Teriyaki Chicken DrumettesTeriyaki Chicken Drumettes

3 pounds chicken drumettes, rinsed, and patted dry
1 1/2 cups granulated white sugar
1/4 cup water
Garlic powder
1 1/2 tablespoons dried ginger
1-cup light soy sauce
Toasted sesame seeds
Green onions, chopped
King-sized napkins

Preheat oven to 350°.  Cover a large baking sheet, such as a jellyroll pan, with heavy-duty aluminum foil. Arrange chicken drumettes in one layer with skin side up. Sprinkle generously with garlic powder and set aside.

In a medium-size bowl with a pouring spout, combine ginger, soy sauce, sugar and water; stir until sugar dissolves.

Pour soy sauce mixture over chicken drumettes trying to coat chicken as much as possible.

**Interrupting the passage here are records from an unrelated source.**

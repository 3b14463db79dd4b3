use crate::shellenv::layout::{ADVANCED_FREEZE_TARGETS, DEFAULT_FREEZE_TARGETS, rollback_script_name};
use serde::Serialize;
use std::path::{Path, PathBuf};

#[derive(Debug, Clone, Copy, PartialEq, Eq, Serialize)]
#[serde(rename_all = "snake_case")]
pub enum Mode {
    Default,
    Advanced,
}

impl Mode {
    pub fn label(self) -> &'static str {
        match self {
            Self::Default => "default",
            Self::Advanced => "advanced",
        }
    }

    pub fn freeze_targets(self) -> &'static [&'static str] {
        match self {
            Self::Default => DEFAULT_FREEZE_TARGETS,
            Self::Advanced => ADVANCED_FREEZE_TARGETS,
        }
    }
}

/// Everything a migration pass reads about its surroundings, captured once
/// up front so no stage consults ambient process state.
#[derive(Debug, Clone)]
pub struct RunContext {
    pub home: PathBuf,
    pub backup_root: PathBuf,
    pub hostname: String,
    pub timestamp: String,
    pub mode: Mode,
    pub cluster_prefixes: Vec<String>,
    pub tar_bin: Option<PathBuf>,
    pub isolation_confirmed: bool,
}

impl RunContext {
    pub fn home_file(&self, name: &str) -> PathBuf {
        self.home.join(name)
    }

    pub fn snapshot_dir(&self) -> PathBuf {
        self.backup_root.join(&self.timestamp)
    }

    pub fn rollback_script_path(&self) -> PathBuf {
        self.home.join(rollback_script_name(&self.timestamp))
    }
}

/// Returns `base`, or `base-N` for the smallest N whose snapshot directory
/// and rollback script are both unused.
pub fn unique_timestamp(home: &Path, backup_root: &Path, base: &str) -> String {
    let taken = |stamp: &str| {
        backup_root.join(stamp).exists() || home.join(rollback_script_name(stamp)).exists()
    };
    if !taken(base) {
        return base.to_string();
    }
    let mut n = 1u32;
    loop {
        let candidate = format!("{base}-{n}");
        if !taken(&candidate) {
            return candidate;
        }
        n += 1;
    }
}
use crate::logging;
use crate::shellenv::context::RunContext;
use crate::shellenv::layout::{CLUSTER_BASHRC, CLUSTER_PROFILE, ROUTER};
use crate::shellenv::templates;
use crate::shellenv::util::write_owner_only;
use anyhow::Result;
use std::path::PathBuf;

/// File name and rendered body for each controller file, in write order.
pub fn render_controllers(ctx: &RunContext) -> Vec<(&'static str, String)> {
    vec![
        (CLUSTER_PROFILE, templates::cluster_profile()),
        (CLUSTER_BASHRC, templates::cluster_bashrc()),
        (ROUTER, templates::router(ctx.mode, &ctx.cluster_prefixes)),
    ]
}

pub fn generate_controllers(ctx: &RunContext) -> Result<Vec<PathBuf>> {
    let mut written = Vec::new();
    for (name, body) in render_controllers(ctx) {
        let path = ctx.home_file(name);
        write_owner_only(&path, &body)?;
        logging::info(&ctx.timestamp, "generate", "write", name, "mode 0700");
        written.push(path);
    }
    Ok(written)
}
use crate::error::EnvError;
use anyhow::Result;
use std::env;
use std::path::{Path, PathBuf};

pub const DEFAULT_BACKUP_ROOT: &str = ".hpcenv_backups";

#[derive(Debug, Clone)]
pub struct EnvPaths {
    pub home: PathBuf,
    pub config_dir: PathBuf,
    pub backup_root: PathBuf,
}

impl EnvPaths {
    pub fn home_file(&self, name: &str) -> PathBuf {
        self.home.join(name)
    }
}

pub fn required_home_dir() -> Result<PathBuf> {
    let Some(home) = dirs::home_dir() else {
        return Err(EnvError::HomeMissing("HOME is unset".to_string()).into());
    };
    if !home.is_dir() {
        return Err(EnvError::HomeMissing(home.display().to_string()).into());
    }
    Ok(home)
}

fn env_or_default_path(var: &str, fallback: PathBuf) -> PathBuf {
    match env::var(var) {
        Ok(v) if !v.trim().is_empty() => PathBuf::from(v.trim()),
        _ => fallback,
    }
}

pub fn resolve_config_dir(home: &Path) -> PathBuf {
    env_or_default_path("HPCENV_CONFIG_DIR", home.join(".hpcenv"))
}

/// Config directory for commands that do not need a home directory. An
/// explicit override wins; without one and without a home there is none.
pub fn config_dir_without_home(home: Option<&Path>, override_dir: Option<String>) -> Option<PathBuf> {
    match override_dir {
        Some(v) if !v.trim().is_empty() => Some(PathBuf::from(v.trim())),
        _ => home.map(|home| home.join(".hpcenv")),
    }
}

/// Relative backup roots hang off the home directory.
pub fn backup_root_for(home: &Path, configured: &str) -> PathBuf {
    let configured = Path::new(configured);
    if configured.is_absolute() {
        configured.to_path_buf()
    } else {
        home.join(configured)
    }
}

pub fn resolve_paths(home: PathBuf, backup_root: &str) -> EnvPaths {
    let config_dir = resolve_config_dir(&home);
    let backup_root = backup_root_for(&home, backup_root);
    EnvPaths {
        home,
        config_dir,
        backup_root,
    }
}

#[cfg(test)]
mod tests {
    use super::{DEFAULT_BACKUP_ROOT, backup_root_for, config_dir_without_home};
    use std::path::{Path, PathBuf};

    #[test]
    fn config_dir_without_home_never_falls_back_to_cwd() {
        assert_eq!(config_dir_without_home(None, None), None);
        assert_eq!(config_dir_without_home(None, Some("  ".to_string())), None);
        assert_eq!(
            config_dir_without_home(None, Some("/etc/hpcenv".to_string())),
            Some(PathBuf::from("/etc/hpcenv"))
        );
        assert_eq!(
            config_dir_without_home(Some(Path::new("/home/alice")), None),
            Some(PathBuf::from("/home/alice/.hpcenv"))
        );
    }

    #[test]
    fn relative_backup_root_is_under_home() {
        let got = backup_root_for(Path::new("/home/alice"), DEFAULT_BACKUP_ROOT);
        assert_eq!(got, PathBuf::from("/home/alice/.hpcenv_backups"));
    }

    #[test]
    fn absolute_backup_root_is_kept() {
        let got = backup_root_for(Path::new("/home/alice"), "/scratch/alice/backups");
        assert_eq!(got, PathBuf::from("/scratch/alice/backups"));
    }
}
use std::env;
use std::path::PathBuf;

fn fallback_dotenv_path(config_dir: Option<PathBuf>, home_dir: Option<PathBuf>) -> Option<PathBuf> {
    if let Some(dir) = config_dir {
        return Some(dir.join(".env"));
    }
    Some(home_dir?.join(".hpcenv/.env"))
}

pub fn load_dotenv() {
    if dotenvy::dotenv().is_ok() {
        return;
    }

    let fallback = fallback_dotenv_path(
        env::var_os("HPCENV_CONFIG_DIR").map(PathBuf::from),
        dirs::home_dir(),
    );

    let Some(path) = fallback else {
        return;
    };
    if path.is_file() {
        let _ = dotenvy::from_path(&path);
    }
}
use anyhow::Result;
use clap::{Args, Parser, Subcommand};

use crate::commands::isolate::{self, IsolateOptions};
use crate::commands::prune::{self, PruneOptions};
use crate::commands::status::{self, StatusOptions};
use crate::commands::{CommandReport, migrate};
use crate::logging;
use crate::shellenv::runs::PruneMode;

/// Per-user HPC shell environment bootstrap: isolates a clean cluster
/// profile from legacy dotfiles and prunes aged run directories.
#[derive(Debug, Parser)]
#[command(name = "hpcenv", version, about, arg_required_else_help = true)]
pub struct Cli {
    /// Print the command report as JSON.
    #[arg(long, global = true)]
    json: bool,
    /// Suppress informational status lines (warnings and errors still print).
    #[arg(short, long, global = true)]
    quiet: bool,
    #[command(subcommand)]
    command: Command,
}

#[derive(Debug, Clone, Subcommand)]
enum Command {
    /// Back up, freeze legacy dotfiles, generate the cluster router, and emit a rollback script.
    Migrate,
    /// Second-stage total isolation: pins legacy references before generating the router.
    Isolate(IsolateArgs),
    /// Report or remove aged run directories under $WORKSPACE/runs.
    Prune(PruneArgs),
    /// Show managed files, legacy copies, snapshots, and the router branch for a host.
    Status(StatusArgs),
}

#[derive(Debug, Clone, Args)]
struct IsolateArgs {
    /// Confirm the advanced isolation pass.
    #[arg(long)]
    confirm: bool,
}

#[derive(Debug, Clone, Args)]
struct PruneArgs {
    /// `dry-run` only reports; `clean` removes eligible directories.
    #[arg(value_enum, default_value_t = PruneMode::DryRun)]
    mode: PruneMode,
}

#[derive(Debug, Clone, Args)]
struct StatusArgs {
    /// Evaluate the router for this hostname instead of the current one.
    #[arg(long, value_name = "HOST")]
    hostname: Option<String>,
}

fn print_report(report: &CommandReport, json: bool) -> Result<()> {
    if json {
        println!("{}", serde_json::to_string_pretty(report)?);
    } else {
        print!("{}", report.render_text());
    }
    Ok(())
}

/// Parse arguments, run the command, and print its report. Returns whether
/// the report came back clean.
pub fn run() -> Result<bool> {
    let cli = Cli::parse();
    logging::set_quiet(cli.quiet);

    let report = match &cli.command {
        Command::Migrate => migrate::run()?,
        Command::Isolate(args) => isolate::run(&IsolateOptions {
            confirm: args.confirm,
        })?,
        Command::Prune(args) => prune::run(&PruneOptions { mode: args.mode })?,
        Command::Status(args) => status::run(&StatusOptions {
            hostname: args.hostname.clone(),
        })?,
    };

    print_report(&report, cli.json)?;
    Ok(report.ok)
}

Bake uncovered for 45 minutes. Turn drumettes and bake for another 45 minutes. Continue baking, and turn every 5 to 10 minutes until sauce reaches a molasses-like consistency. Total baking time should be approximately 1 1/2 to 2 hours.

Remove drumettes to a warmed serving platter. Serve with extra sauce on the side; garnish with sesame seeds and chopped green onions just before serving. These drumettes are very messy but guests forgive the sticky mess with just one bite.

Yield:  Approximately 12 servings of 5 drumettes per serving.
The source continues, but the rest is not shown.